Problem to work on = State how many lines in the records below contain the string "ScoringConfig", and give nothing besides that number.
Extracted material Start Marker
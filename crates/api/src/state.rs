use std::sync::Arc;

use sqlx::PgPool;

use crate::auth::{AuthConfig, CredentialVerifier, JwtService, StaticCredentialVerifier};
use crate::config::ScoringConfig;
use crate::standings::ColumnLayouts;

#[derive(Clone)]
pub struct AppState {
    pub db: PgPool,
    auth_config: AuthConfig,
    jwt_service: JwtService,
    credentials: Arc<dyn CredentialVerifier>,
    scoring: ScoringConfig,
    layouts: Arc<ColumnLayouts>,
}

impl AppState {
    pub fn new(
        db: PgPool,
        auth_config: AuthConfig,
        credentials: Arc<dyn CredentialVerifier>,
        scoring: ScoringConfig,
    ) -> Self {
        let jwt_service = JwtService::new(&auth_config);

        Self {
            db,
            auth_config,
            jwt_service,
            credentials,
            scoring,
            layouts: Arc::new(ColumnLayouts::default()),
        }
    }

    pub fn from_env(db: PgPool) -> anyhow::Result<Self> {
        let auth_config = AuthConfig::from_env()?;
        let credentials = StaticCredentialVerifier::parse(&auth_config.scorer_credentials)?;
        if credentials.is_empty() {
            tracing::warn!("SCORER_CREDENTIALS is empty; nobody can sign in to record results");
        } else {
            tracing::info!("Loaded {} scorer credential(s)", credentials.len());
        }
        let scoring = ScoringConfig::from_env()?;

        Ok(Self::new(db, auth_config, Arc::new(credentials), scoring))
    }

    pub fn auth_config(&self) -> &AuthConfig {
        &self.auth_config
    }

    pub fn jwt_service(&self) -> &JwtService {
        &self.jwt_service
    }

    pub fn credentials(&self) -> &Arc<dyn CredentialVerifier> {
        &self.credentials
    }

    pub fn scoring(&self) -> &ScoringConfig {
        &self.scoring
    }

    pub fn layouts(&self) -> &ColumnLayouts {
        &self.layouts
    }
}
Extracted material End Marker
The completed task = 5